Batailles à couteaux tirés

Dans les chaumières, places publiques et autres salons de thé, on traite la chose politique par-dessus la jambe. L'attaque du siège de la kasma FLN de Meghila qui a été incendié ou la bagarre dans la rue entre des militants devant le siège du RND s'attirent les commentaires amusés, voire dépités du commun des citoyens. Ou encore ces affiches placardées un peu n'importe comment exposant des visages et des slogans auxquels le passant répond par une moue dépitée. «Et puis à quoi ça sert de voter quand on prend les mêmes et on recommence ?», commente l'air blasé Kamel, qui s'inquiète pour la santé de son père, ancien moudjahid «dont plus personne ne se souvient», soupire-t-il. «Les listes ont été plusieurs fois tripotées, de jour comme de nuit, pour finalement reconduire les mêmes têtes», estime Ali, un quadragénaire, père de 3 enfants, plus préoccupé à voir son nom figurer sur la prochaine liste des logements sociaux que des élections du 23 novembre. Abdelkader, «Kadi» pour les copains, esquive notre question sur les élections et s'émeut de ce jeune homme de 20 ans à peine qui s'est immolé par le feu, la semaine dernière, dans un quartier populaire de la ville de Tiaret. «Il est mort dans l'anonymat le plus total», tempête-t-il.

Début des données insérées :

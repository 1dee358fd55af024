use std::collections::BTreeSet;

use super::SubscriptionQueryService;
use crate::{
    application::{
        dto::{AuthenticatedUser, SubscriptionsOverviewDto},
        error::ApplicationResult,
    },
    domain::{publisher::PublisherId, user::UserId},
};

impl SubscriptionQueryService {
    pub async fn subscribed_publishers_of(
        &self,
        user: UserId,
    ) -> ApplicationResult<BTreeSet<PublisherId>> {
        let publishers = self.subscription_repo.publishers_of(user).await?;
        Ok(publishers.into_iter().collect())
    }

    pub async fn subscribed_journalists_of(
        &self,
        user: UserId,
    ) -> ApplicationResult<BTreeSet<UserId>> {
        let journalists = self.subscription_repo.journalists_of(user).await?;
        Ok(journalists.into_iter().collect())
    }

    pub async fn overview(
        &self,
        actor: &AuthenticatedUser,
    ) -> ApplicationResult<SubscriptionsOverviewDto> {
        let publishers = self.subscribed_publishers_of(actor.id).await?;
        let journalists = self.subscribed_journalists_of(actor.id).await?;
        Ok(SubscriptionsOverviewDto {
            publishers: publishers.into_iter().map(Into::into).collect(),
            journalists: journalists.into_iter().map(Into::into).collect(),
        })
    }
}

Dans le café en face de la station-service du populeux quartier de «Erass Soug», les jeunes désœuvrés constituent l'essentiel des clients. Pour Bachir, 27 ans, chauffeur de taxi clandestin, accomplir son devoir électoral, il ne sait pas ce que c'est. «Voter ou pas, je constate bien que rien ne change autour de moi», tranche-t-il. Pour son ami, attablé à ses côtés, «voter oui, mais dites-moi pour qui et pour quoi ?», nous apostrophe-t-il. «Tout le monde parle de ces listes plusieurs fois triturées et plusieurs fois changées pour finalement garder les mêmes têtes et laisser tourner le manège», commente, un rien philosophe, Benali, un cadre au chômage et candidat malheureux aux dernières législatives. Quinze formations politiques, pour quelque 5.600 candidats, sont en lice pour les 42 APC de la wilaya contre treize partis pour l'assemblée populaire de wilaya (APW).